I was re-reading my old blogs from Yahoo, and thought it would be a great idea to revise them and update some thoughts. This first one was written in February of 2008. I consider it still quite on the money since I still think that way. Maybe re-posting it will give new readers new insights, comments from old friends are always welcome. I find this post current because just about a week ago, my flickr photostream reached 2 million views. Not going to say it didn't make me feel a bit vain, sometimes you need a shot to boost your ego, especially when other things are not going good... Still have to admit taking pictures still holds a fascination on me. Don't know about that flash that makes me smile :-P I think the latest pic is a bit 'cheeky', but lets admit it, most hits come from viewers who enjoy such assets.

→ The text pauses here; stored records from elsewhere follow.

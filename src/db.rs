use anyhow::Context;
use async_trait::async_trait;
use chrono::{DateTime, Utc};
use sqlx::{PgPool, Row};
use tracing::{debug, warn};

use crate::error::StorageError;
use crate::models::{
    FeedbackRecord, Lesson, NewFeedback, NewQuizResult, NewUser, QuizQuestion, QuizResultRecord,
    Subject, UserProfile,
};
use crate::sentiment::SentimentClassifier;
use crate::store::{AccountStore, CatalogStore, FeedbackStore, QuizResultStore};

pub async fn init_db(pool: &PgPool) -> anyhow::Result<()> {
    sqlx::migrate!("./migrations").run(pool).await?;
    Ok(())
}

/// Postgres-backed store. Each query checks a connection out of the pool and
/// returns it when the query completes.
#[derive(Clone)]
pub struct PgStore {
    pool: PgPool,
}

impl PgStore {
    pub fn new(pool: PgPool) -> Self {
        Self { pool }
    }
}

#[async_trait]
impl QuizResultStore for PgStore {
    async fn fetch_results(&self, user_id: i64) -> Result<Vec<QuizResultRecord>, StorageError> {
        let results = sqlx::query_as::<_, QuizResultRecord>(
            r#"
            SELECT user_id, lesson_id, percentage, recorded_at
            FROM smarttutor.quiz_results
            WHERE user_id = $1
            "#,
        )
        .bind(user_id)
        .fetch_all(&self.pool)
        .await?;

        debug!(user_id, count = results.len(), "fetched quiz results");
        Ok(results)
    }

    async fn record_result(
        &self,
        result: &NewQuizResult,
    ) -> Result<QuizResultRecord, StorageError> {
        let record = sqlx::query_as::<_, QuizResultRecord>(
            r#"
            INSERT INTO smarttutor.quiz_results (user_id, lesson_id, percentage)
            VALUES ($1, $2, $3)
            RETURNING user_id, lesson_id, percentage, recorded_at
            "#,
        )
        .bind(result.user_id)
        .bind(result.lesson_id)
        .bind(result.percentage)
        .fetch_one(&self.pool)
        .await?;

        Ok(record)
    }
}

#[async_trait]
impl FeedbackStore for PgStore {
    async fn fetch_recent(
        &self,
        user_id: i64,
        limit: usize,
    ) -> Result<Vec<FeedbackRecord>, StorageError> {
        let limit = i64::try_from(limit).unwrap_or(i64::MAX);
        let feedback = sqlx::query_as::<_, FeedbackRecord>(
            r#"
            SELECT user_id, sentiment, created_at
            FROM smarttutor.feedback
            WHERE user_id = $1
            ORDER BY created_at DESC, id DESC
            LIMIT $2
            "#,
        )
        .bind(user_id)
        .bind(limit)
        .fetch_all(&self.pool)
        .await?;

        debug!(user_id, count = feedback.len(), "fetched recent feedback");
        Ok(feedback)
    }

    async fn record_feedback(
        &self,
        feedback: &NewFeedback,
    ) -> Result<FeedbackRecord, StorageError> {
        let record = sqlx::query_as::<_, FeedbackRecord>(
            r#"
            INSERT INTO smarttutor.feedback (user_id, feedback_text, sentiment, polarity)
            VALUES ($1, $2, $3, $4)
            RETURNING user_id, sentiment, created_at
            "#,
        )
        .bind(feedback.user_id)
        .bind(&feedback.text)
        .bind(feedback.sentiment.as_str())
        .bind(feedback.polarity)
        .fetch_one(&self.pool)
        .await?;

        Ok(record)
    }
}

#[async_trait]
impl CatalogStore for PgStore {
    async fn list_subjects(&self) -> Result<Vec<Subject>, StorageError> {
        let subjects = sqlx::query_as::<_, Subject>(
            "SELECT id, name, description FROM smarttutor.subjects ORDER BY id",
        )
        .fetch_all(&self.pool)
        .await?;
        Ok(subjects)
    }

    async fn list_lessons(&self, subject_id: i64) -> Result<Vec<Lesson>, StorageError> {
        let lessons = sqlx::query_as::<_, Lesson>(
            r#"
            SELECT id, subject_id, title, content
            FROM smarttutor.lessons
            WHERE subject_id = $1
            ORDER BY id
            "#,
        )
        .bind(subject_id)
        .fetch_all(&self.pool)
        .await?;
        Ok(lessons)
    }

    async fn list_quiz(&self, lesson_id: i64) -> Result<Vec<QuizQuestion>, StorageError> {
        let questions = sqlx::query_as::<_, QuizQuestion>(
            r#"
            SELECT id, lesson_id, question, options, answer
            FROM smarttutor.quiz_questions
            WHERE lesson_id = $1
            ORDER BY id
            "#,
        )
        .bind(lesson_id)
        .fetch_all(&self.pool)
        .await?;
        Ok(questions)
    }
}

#[async_trait]
impl AccountStore for PgStore {
    async fn create_user(&self, user: &NewUser) -> Result<Option<UserProfile>, StorageError> {
        let created = sqlx::query_as::<_, UserProfile>(
            r#"
            INSERT INTO smarttutor.users (name, email, password_hash)
            VALUES ($1, $2, $3)
            ON CONFLICT (email) DO NOTHING
            RETURNING id, name, email
            "#,
        )
        .bind(&user.name)
        .bind(&user.email)
        .bind(&user.password_hash)
        .fetch_optional(&self.pool)
        .await?;
        Ok(created)
    }

    async fn find_user(
        &self,
        email: &str,
        password_hash: &str,
    ) -> Result<Option<UserProfile>, StorageError> {
        let user = sqlx::query_as::<_, UserProfile>(
            r#"
            SELECT id, name, email
            FROM smarttutor.users
            WHERE email = $1 AND password_hash = $2
            "#,
        )
        .bind(email)
        .bind(password_hash)
        .fetch_optional(&self.pool)
        .await?;
        Ok(user)
    }
}

async fn upsert_user(pool: &PgPool, user: &NewUser) -> anyhow::Result<i64> {
    let id: i64 = sqlx::query(
        r#"
        INSERT INTO smarttutor.users (name, email, password_hash)
        VALUES ($1, $2, $3)
        ON CONFLICT (email) DO UPDATE
        SET name = EXCLUDED.name, password_hash = EXCLUDED.password_hash
        RETURNING id
        "#,
    )
    .bind(&user.name)
    .bind(&user.email)
    .bind(&user.password_hash)
    .fetch_one(pool)
    .await?
    .get("id");
    Ok(id)
}

pub async fn seed(pool: &PgPool) -> anyhow::Result<()> {
    let subjects = vec![
        (
            "Mathematics",
            "Numbers, algebra and geometry",
            vec![
                ("Fractions", "Adding and comparing fractions"),
                ("Linear Equations", "Solving for a single unknown"),
            ],
        ),
        (
            "Science",
            "Physics, chemistry and biology basics",
            vec![("States of Matter", "Solids, liquids and gases")],
        ),
    ];

    let mut first_lesson_id = None;
    for (name, description, lessons) in subjects {
        let subject_id: i64 = sqlx::query(
            r#"
            INSERT INTO smarttutor.subjects (name, description)
            VALUES ($1, $2)
            ON CONFLICT (name) DO UPDATE SET description = EXCLUDED.description
            RETURNING id
            "#,
        )
        .bind(name)
        .bind(description)
        .fetch_one(pool)
        .await?
        .get("id");

        for (title, content) in lessons {
            let lesson_id: i64 = sqlx::query(
                r#"
                INSERT INTO smarttutor.lessons (subject_id, title, content)
                VALUES ($1, $2, $3)
                ON CONFLICT (subject_id, title) DO UPDATE SET content = EXCLUDED.content
                RETURNING id
                "#,
            )
            .bind(subject_id)
            .bind(title)
            .bind(content)
            .fetch_one(pool)
            .await?
            .get("id");
            first_lesson_id.get_or_insert(lesson_id);
        }
    }

    let lesson_id = first_lesson_id.context("seed data defines no lessons")?;
    let questions = vec![
        ("What is 1/2 + 1/4?", vec!["1/6", "2/6", "3/4", "1/8"], "3/4"),
        ("Which is larger, 2/3 or 3/5?", vec!["2/3", "3/5"], "2/3"),
    ];
    for (question, options, answer) in questions {
        sqlx::query(
            r#"
            INSERT INTO smarttutor.quiz_questions (lesson_id, question, options, answer)
            VALUES ($1, $2, $3, $4)
            ON CONFLICT (lesson_id, question) DO NOTHING
            "#,
        )
        .bind(lesson_id)
        .bind(question)
        .bind(options)
        .bind(answer)
        .execute(pool)
        .await?;
    }

    let user_id = upsert_user(
        pool,
        &NewUser::with_password("Demo Learner", "demo@smarttutor.dev", "learn-every-day"),
    )
    .await?;

    for (source_key, percentage) in [("seed-q1", 80.0), ("seed-q2", 90.0), ("seed-q3", 70.0)] {
        sqlx::query(
            r#"
            INSERT INTO smarttutor.quiz_results (user_id, lesson_id, percentage, source_key)
            VALUES ($1, $2, $3, $4)
            ON CONFLICT (source_key) DO NOTHING
            "#,
        )
        .bind(user_id)
        .bind(lesson_id)
        .bind(percentage)
        .bind(source_key)
        .execute(pool)
        .await?;
    }

    let classifier = SentimentClassifier::default();
    let feedback = [
        ("seed-f1", 4, "The fractions lesson was confusing"),
        ("seed-f2", 3, "Linear equations are really hard"),
        ("seed-f3", 2, "I finished the quiz"),
        ("seed-f4", 1, "Great examples, very helpful"),
        ("seed-f5", 0, "I really enjoyed the science lesson"),
    ];
    for (source_key, days_ago, text) in feedback {
        let classification = classifier.classify(text)?;
        sqlx::query(
            r#"
            INSERT INTO smarttutor.feedback
            (user_id, feedback_text, sentiment, polarity, created_at, source_key)
            VALUES ($1, $2, $3, $4, now() - make_interval(days => $5), $6)
            ON CONFLICT (source_key) DO NOTHING
            "#,
        )
        .bind(user_id)
        .bind(text)
        .bind(classification.sentiment.as_str())
        .bind(classification.polarity)
        .bind(days_ago)
        .bind(source_key)
        .execute(pool)
        .await?;
    }

    Ok(())
}

pub async fn import_csv(pool: &PgPool, csv_path: &std::path::Path) -> anyhow::Result<usize> {
    #[derive(serde::Deserialize)]
    struct CsvRow {
        email: String,
        percentage: f64,
        lesson_id: Option<i64>,
        recorded_at: Option<DateTime<Utc>>,
        source_key: Option<String>,
    }

    let mut reader = csv::Reader::from_path(csv_path)
        .with_context(|| format!("failed to open {}", csv_path.display()))?;
    let mut inserted = 0usize;

    for (line, result) in reader.deserialize::<CsvRow>().enumerate() {
        let row = result?;
        if !(0.0..=100.0).contains(&row.percentage) {
            warn!(line = line + 2, percentage = row.percentage, "skipping out-of-range score");
            continue;
        }

        let user_id: Option<i64> =
            sqlx::query_scalar("SELECT id FROM smarttutor.users WHERE email = $1")
                .bind(row.email.trim().to_lowercase())
                .fetch_optional(pool)
                .await?;
        let Some(user_id) = user_id else {
            warn!(line = line + 2, email = %row.email, "skipping result for unknown user");
            continue;
        };

        let result = sqlx::query(
            r#"
            INSERT INTO smarttutor.quiz_results
            (user_id, lesson_id, percentage, recorded_at, source_key)
            VALUES ($1, $2, $3, COALESCE($4, now()), $5)
            ON CONFLICT (source_key) DO NOTHING
            "#,
        )
        .bind(user_id)
        .bind(row.lesson_id)
        .bind(row.percentage)
        .bind(row.recorded_at)
        .bind(row.source_key)
        .execute(pool)
        .await?;

        if result.rows_affected() > 0 {
            inserted += 1;
        }
    }

    Ok(inserted)
}
use std::fmt::Write;

use crate::models::{ProgressSummary, Sentiment};

pub fn build_report(user_id: i64, mood_window: usize, summary: &ProgressSummary) -> String {
    let mut output = String::new();

    let _ = writeln!(output, "# Learner Progress Report");
    let _ = writeln!(
        output,
        "Generated for user {} (mood over the last {} feedbacks)",
        user_id, mood_window
    );
    let _ = writeln!(output);
    let _ = writeln!(output, "## Quiz Performance");
    let _ = writeln!(output, "Average score: {:.2}%", summary.average_score);
    let _ = writeln!(output);
    let _ = writeln!(output, "## Mood Trend");
    let _ = writeln!(output, "{}", summary.mood_trend.message());
    let _ = writeln!(output);
    let _ = writeln!(output, "## Recent Feedback");

    if summary.recent_feedbacks.is_empty() {
        let _ = writeln!(output, "No feedback recorded yet.");
    } else {
        for feedback in summary.recent_feedbacks.iter() {
            let label = Sentiment::from_label(&feedback.sentiment)
                .map(|sentiment| sentiment.as_str())
                .unwrap_or(feedback.sentiment.as_str());
            let _ = writeln!(
                output,
                "- {} on {}",
                label,
                feedback.created_at.format("%Y-%m-%d %H:%M UTC")
            );
        }
    }

    output
}
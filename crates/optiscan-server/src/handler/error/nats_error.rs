//! Queue and registry error to HTTP error conversion.

use crate::handler::{Error, ErrorKind};

/// Tracing target for queue error conversions.
const TRACING_TARGET: &str = "optiscan_server::nats_error";

impl From<optiscan_nats::Error> for Error<'static> {
    fn from(error: optiscan_nats::Error) -> Self {
        tracing::error!(target: TRACING_TARGET, error = %error, "queue error");
        ErrorKind::InternalServerError.into_error()
    }
}
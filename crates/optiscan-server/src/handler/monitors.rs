//! Health monitoring handlers.

use std::time::Instant;

use axum::Json;
use axum::Router;
use axum::extract::State;
use axum::http::StatusCode;
use axum::routing::get;
use optiscan_core::ServiceHealth;
use optiscan_nats::NatsClient;
use optiscan_postgres::PgClient;

use super::response::{HealthResponse, ServiceHealthEntry};
use crate::service::ServiceState;

/// Tracing target for monitor operations.
const TRACING_TARGET: &str = "optiscan_server::handler::monitors";

/// `GET /health`
///
/// Probes Postgres and NATS; 200 when every dependency is operational,
/// 503 otherwise. The body carries the per-service reports either way.
#[tracing::instrument(skip_all, target = TRACING_TARGET)]
async fn health_status(
    State(postgres): State<PgClient>,
    State(nats): State<NatsClient>,
) -> (StatusCode, Json<HealthResponse>) {
    let response = HealthResponse::new(vec![
        ServiceHealthEntry::new("postgres", probe_postgres(&postgres).await),
        ServiceHealthEntry::new("nats", probe_nats(&nats).await),
    ]);

    let status_code = if response.is_operational() {
        StatusCode::OK
    } else {
        StatusCode::SERVICE_UNAVAILABLE
    };

    tracing::debug!(
        target: TRACING_TARGET,
        status = %response.status,
        status_code = status_code.as_u16(),
        "Health probes completed"
    );

    (status_code, Json(response))
}

/// Probes the database by acquiring a pooled connection.
async fn probe_postgres(postgres: &PgClient) -> ServiceHealth {
    let start = Instant::now();
    match postgres.get_connection().await {
        Ok(_conn) => ServiceHealth::healthy().with_response_time(start.elapsed()),
        Err(err) => ServiceHealth::unhealthy(err.to_string()),
    }
}

/// Probes the NATS connection with a flush round trip.
async fn probe_nats(nats: &NatsClient) -> ServiceHealth {
    match nats.ping().await {
        Ok(round_trip) => ServiceHealth::healthy().with_response_time(round_trip),
        Err(err) => ServiceHealth::unhealthy(err.to_string()),
    }
}

/// Returns a [`Router`] with all health monitoring routes.
pub fn routes() -> Router<ServiceState> {
    Router::new().route("/health", get(health_status))
}
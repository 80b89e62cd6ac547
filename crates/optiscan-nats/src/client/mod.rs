//! NATS client wrapper and connection configuration.

mod nats_client;
mod nats_config;

pub use nats_client::NatsClient;
pub use nats_config::NatsConfig;
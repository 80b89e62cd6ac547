//! Task dispatch and status handlers.

use axum::Json;
use axum::Router;
use axum::extract::{Path, State};
use axum::http::StatusCode;
use axum::routing::{get, post};
use optiscan_nats::NatsClient;
use optiscan_nats::kv::{TaskKey, TaskState};
use optiscan_nats::queue::{OcrTask, TaskCommand};
use optiscan_postgres::PgClient;
use optiscan_postgres::query::DocumentRepository;
use uuid::Uuid;

use super::response::{TaskDispatchResponse, TaskStatusResponse};
use crate::handler::{ErrorKind, Result};
use crate::service::ServiceState;

/// Tracing target for task operations.
const TRACING_TARGET: &str = "optiscan_server::handler::tasks";

/// Queue submitter name used by the gateway.
const GATEWAY_ID: &str = "gateway";

/// `POST /documents/{document_id}/analyze`
///
/// Verifies the document exists, records the task as pending, and enqueues
/// it. Returns immediately; the response never waits for a worker.
#[tracing::instrument(skip(postgres, nats), target = TRACING_TARGET)]
async fn dispatch_analysis(
    State(postgres): State<PgClient>,
    State(nats): State<NatsClient>,
    Path(document_id): Path<Uuid>,
) -> Result<(StatusCode, Json<TaskDispatchResponse>)> {
    postgres
        .find_document_by_id(document_id)
        .await?
        .ok_or_else(|| ErrorKind::NotFound.with_resource("document"))?;

    let task = OcrTask::new(TaskCommand::RecognizeText { document_id });
    let key = TaskKey::from(task.id);

    let registry = nats.task_status_store().await?;
    registry.put(&key, &TaskState::Pending).await?;

    let queue = nats.task_queue(GATEWAY_ID).await?;
    if let Err(err) = queue.submit(&task).await {
        // No task was enqueued; do not leave a pending entry behind.
        registry.delete(&key).await.ok();
        return Err(err.into());
    }

    tracing::info!(
        target: TRACING_TARGET,
        task_id = %task.id,
        "Dispatched recognition task"
    );

    Ok((
        StatusCode::ACCEPTED,
        Json(TaskDispatchResponse {
            task_id: task.id,
            doc_id: document_id,
        }),
    ))
}

/// `GET /tasks/{task_id}`
///
/// Pure registry read. An unknown task id is 404, distinct from a known
/// task that is still pending.
#[tracing::instrument(skip(nats), target = TRACING_TARGET)]
async fn get_task_status(
    State(nats): State<NatsClient>,
    Path(task_id): Path<Uuid>,
) -> Result<Json<TaskStatusResponse>> {
    let registry = nats.task_status_store().await?;

    let state = registry
        .get_value(&TaskKey::from(task_id))
        .await?
        .ok_or_else(|| ErrorKind::NotFound.with_resource("task"))?;

    Ok(Json(TaskStatusResponse::new(task_id, state)))
}

/// Returns a [`Router`] with all task routes.
pub fn routes() -> Router<ServiceState> {
    Router::new()
        .route("/documents/{document_id}/analyze", post(dispatch_analysis))
        .route("/tasks/{task_id}", get(get_task_status))
}
//! Database migration runner.
//!
//! Migrations are embedded into the binary and applied on startup. The
//! harness is synchronous, so it runs on a blocking thread against a
//! connection temporarily taken out of the pool.

use std::time::{Duration, Instant};

use diesel_async::async_connection_wrapper::AsyncConnectionWrapper;
use diesel_migrations::MigrationHarness;
use tokio::task::spawn_blocking;

use crate::{MIGRATIONS, PgClient, PgError, PgResult, TRACING_TARGET_MIGRATION};

/// Outcome of a migration run.
#[derive(Debug, Clone)]
pub struct MigrationResult {
    /// Versions applied during this run, in order.
    pub applied: Vec<String>,
    /// Total time spent applying migrations.
    pub duration: Duration,
}

impl MigrationResult {
    /// Returns whether any migrations were applied.
    pub fn applied_any(&self) -> bool {
        !self.applied.is_empty()
    }
}

/// Runs all pending migrations on the database.
#[tracing::instrument(skip(pg), target = TRACING_TARGET_MIGRATION)]
pub async fn run_pending_migrations(pg: &PgClient) -> PgResult<MigrationResult> {
    tracing::info!(target: TRACING_TARGET_MIGRATION, "Checking for pending migrations");

    let start = Instant::now();
    let conn = pg.get_pooled_connection().await?;
    let mut conn: AsyncConnectionWrapper<_> = conn.into();

    let results = spawn_blocking(move || {
        let versions = conn.run_pending_migrations(MIGRATIONS)?;
        Ok::<_, Box<dyn std::error::Error + Send + Sync>>(
            versions.into_iter().map(|v| v.to_string()).collect::<Vec<_>>(),
        )
    })
    .await;

    let duration = start.elapsed();
    let applied = results
        .map_err(|err| {
            tracing::error!(
                target: TRACING_TARGET_MIGRATION,
                error = %err,
                "Migration task panicked"
            );
            PgError::Migration(err.into())
        })?
        .map_err(|err| {
            tracing::error!(
                target: TRACING_TARGET_MIGRATION,
                duration = ?duration,
                error = &*err,
                "Database migration failed"
            );
            PgError::Migration(err)
        })?;

    if applied.is_empty() {
        tracing::info!(target: TRACING_TARGET_MIGRATION, "Database schema is up to date");
    } else {
        tracing::info!(
            target: TRACING_TARGET_MIGRATION,
            duration = ?duration,
            migrations = ?applied,
            "Applied pending migrations"
        );
    }

    Ok(MigrationResult { applied, duration })
}
//! Durable task queue for OCR work.

mod task;
mod task_queue;

pub use task::{OcrTask, TaskCommand};
pub use task_queue::{TaskDelivery, TaskQueue};
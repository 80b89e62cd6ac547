//! Document request bodies.

use base64::Engine;
use base64::engine::general_purpose::STANDARD;
use jiff::civil::Date;
use serde::{Deserialize, Serialize};
use validator::Validate;

use crate::handler::{ErrorKind, Result};

/// Request to store a new document.
#[derive(Debug, Clone, Serialize, Deserialize, Validate)]
pub struct CreateDocumentRequest {
    /// Name the file should be stored under; directory components are
    /// stripped before storage.
    #[validate(length(min = 1, max = 255))]
    pub filename: String,

    /// Base64-encoded file content. A `data:` URL prefix is tolerated and
    /// stripped before decoding.
    #[validate(length(min = 1))]
    pub content: String,

    /// Date to file the document under; defaults to today.
    pub doc_date: Option<Date>,
}

impl CreateDocumentRequest {
    /// Decodes the base64 content into raw bytes.
    pub fn decode_content(&self) -> Result<Vec<u8>> {
        let encoded = match self.content.split_once(',') {
            Some((prefix, rest)) if prefix.starts_with("data:") => rest,
            _ => self.content.as_str(),
        };

        STANDARD.decode(encoded.trim()).map_err(|e| {
            ErrorKind::BadRequest
                .with_message("Content is not valid base64")
                .with_context(e.to_string())
        })
    }

    /// Returns the requested date, falling back to today.
    pub fn doc_date_or_today(&self) -> Date {
        self.doc_date
            .unwrap_or_else(|| jiff::Zoned::now().date())
    }
}

#[cfg(test)]
mod tests {
    use super::*;

    fn request(content: &str) -> CreateDocumentRequest {
        CreateDocumentRequest {
            filename: "scan.png".to_owned(),
            content: content.to_owned(),
            doc_date: None,
        }
    }

    #[test]
    fn decodes_plain_base64() {
        let decoded = request("aGVsbG8=").decode_content().unwrap();
        assert_eq!(decoded, b"hello");
    }

    #[test]
    fn strips_data_url_prefix() {
        let decoded = request("data:image/png;base64,aGVsbG8=")
            .decode_content()
            .unwrap();
        assert_eq!(decoded, b"hello");
    }

    #[test]
    fn rejects_invalid_base64() {
        assert!(request("not base64!!!").decode_content().is_err());
    }

    #[test]
    fn validates_filename_length() {
        let mut req = request("aGVsbG8=");
        req.filename = String::new();
        assert!(req.validate().is_err());
    }
}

Lori and Nani reminded me yesterday that I have been online for quite some time. I have not been here since the beginning but I did manage to find a little cubicle here in 360 and it happened that some people decided my musings were decent enough to be followed I didn't mean it to be that way. I decided to blog because I felt the need to start writing. It made me feel good to blog and it felt therapeutic in a way. I did not feel the need to antagonize anybody, there were no insults going back and forth on the comments, I guess nobody wanted to take center stage and be the drama queen back then. It felt good that a few of the friends I IM'd with commented on them. But life online was never the same when a whole bunch of people I never met started reading those rantings. Having a following was not the first thing that I wanted or expected. My first Yahoo 360 page (for those who remember sultrylaura 2004) went over 250,000 hits the first year. KC mentioned I had arrived to superstardom. I didn't like it. Most of my time online was spent accepting or rejecting new friends, people who would never contact me again but I had the obligation to write once in a while. Was this my fifteen minutes of fame? I was sure of it. and it bothered me that I was neglecting what I liked to do, be myself and write a blog about what I wanted. This was the time when the URNA rankings were most popular and everyone was scrambling to get some votes. I got caught in that mad race. It made no sense going to people's pages I'd never seen before and ask shamelessly for a vote. After being #1 for a couple of weeks I had enough and stopped, eventually ending in 9th place that month ( I think it was September '05). Getting online had become an obsession, a very absurd one at that.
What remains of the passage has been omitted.